We take exception, however, to the trial court's finding that:
The dried marijuana leaves found in the possession of the accused weighs one (1)
kilo, more or less. The intent to transport the same is clear from the testimony of
Pat. Silverio Quevedo who declared, among other things, that when he confronted
the accused that night, the latter told him that he (accused) is bringing the
marijuana leaves to Olongapo City. Moreover, considering the quantity of the
marijuana leaves found in the possession of the accused and the place he was
arrested which is at San Fernando, Pampanga, a place where the accused is not
residing, it can be said that the intent to transport the marijuana leaves has been
clearly established. (Rollo, pp. 13-14)
The alleged extrajudicial confession of the accused which, on the other hand, he categorically
denied in court, that he is transporting the marijuana leaves to Olongapo City cannot be relied
upon. Even assuming it to be true, the extrajudicial confession cannot be admitted because it
does not appear in the records that the accused, during custodial investigation, was apprised of
his rights to remain silent and to counsel and to be informed of such rights. In People v. Duero
104 SCRA 379 [1981], the Court pronounced that "inasmuch as the prosecution failed to prove
that before Duero made his alleged oral confession he was informed of his rights to remain silent
and to have counsel and because there is no proof that he knowingly and intelligently waived
those rights, his confession is inadmissible in evidence. This ruling was reiterated in People v.

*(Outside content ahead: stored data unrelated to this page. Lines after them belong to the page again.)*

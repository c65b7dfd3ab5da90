use crate::core::client::ApiClient;
use crate::domain::model::ApplicationList;
use crate::utils::error::{CliError, Result};
use reqwest::StatusCode;

const OPERATION: &str = "list applications";

/// Fetches the Applications visible to the token's owner.
///
/// `query` is forwarded to the store as the `query` parameter.
pub async fn list_applications(
    client: &ApiClient,
    endpoint: &str,
    query: Option<&str>,
) -> Result<ApplicationList> {
    let params: Vec<(&str, &str)> = query.map(|q| vec![("query", q)]).unwrap_or_default();
    let response = client
        .get(endpoint, Some("application/json"), &params)
        .await?;

    let status = response.status();
    if status != StatusCode::OK {
        return Err(CliError::unexpected_status(OPERATION, status));
    }

    let body = response.text().await?;
    let apps: ApplicationList =
        serde_json::from_str(&body).map_err(|e| CliError::InvalidResponseError {
            message: format!("invalid JSON response: {}", e),
        })?;

    tracing::debug!("Received {} of {} applications", apps.list.len(), apps.count);
    Ok(apps)
}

Tolentino, 145 SCRA 597 [1986], where the Court added that:
In effect, the Court not only abrogated the rule on presumption of regularity of
official acts relative to admissibility of statements taken during in-custody
interrogation but likewise dispelled any doubt as to the full adoption of the
Miranda doctrine in this jurisdiction. It is now incumbent upon the prosecution to
prove during a trial that prior to questioning, the confessant was warned of his
constitutionally protected rights.
The trial judge likewise found the marijuana to weigh one kilo, more or less, and from this
finding extracted a clear intent to transport the marijuana leaves. It may be pointed out, however,
that although the information stated the weight to be approximately one kilo, the forensic
chemist who examined the marijuana leaves testified that the marijuana weighed only 600 grams
Such amount is not a considerable quantity as to conclusively confer upon the accused an intent
to transport the marijuana leaves.
Nor can it be said that the intent to transport is clearly established from the fact that the accused
was arrested at San Fernando, Pampanga, a place which is not his residence. Conviction of a
crime with an extremely severe penalty must be based on evidence which is clearer and more
convincing than the inferences in this case.
What was therefore proved beyond reasonable doubt is not his intent to transport the marijuana
leaves but his actual session.
The offense committed by the appellant is possession of marijuana under Section 8 of Republic
Act No. 6425 (Dangerous Drugs Act of 1972 as amended).
WHEREFORE, the judgment of conviction by the trial court is hereby AFFIRMED but
MODIFIED. The appellant is sentenced to suffer the penalty of imprisonment ranging from six
(6) years and one (1) day to twelve (12) years and fine of Six Thousand (P6,000.00) Pesos.
SO ORDERED.
Fernan, C.J., Feliciano, Bidin and Cortes, JJ., concur.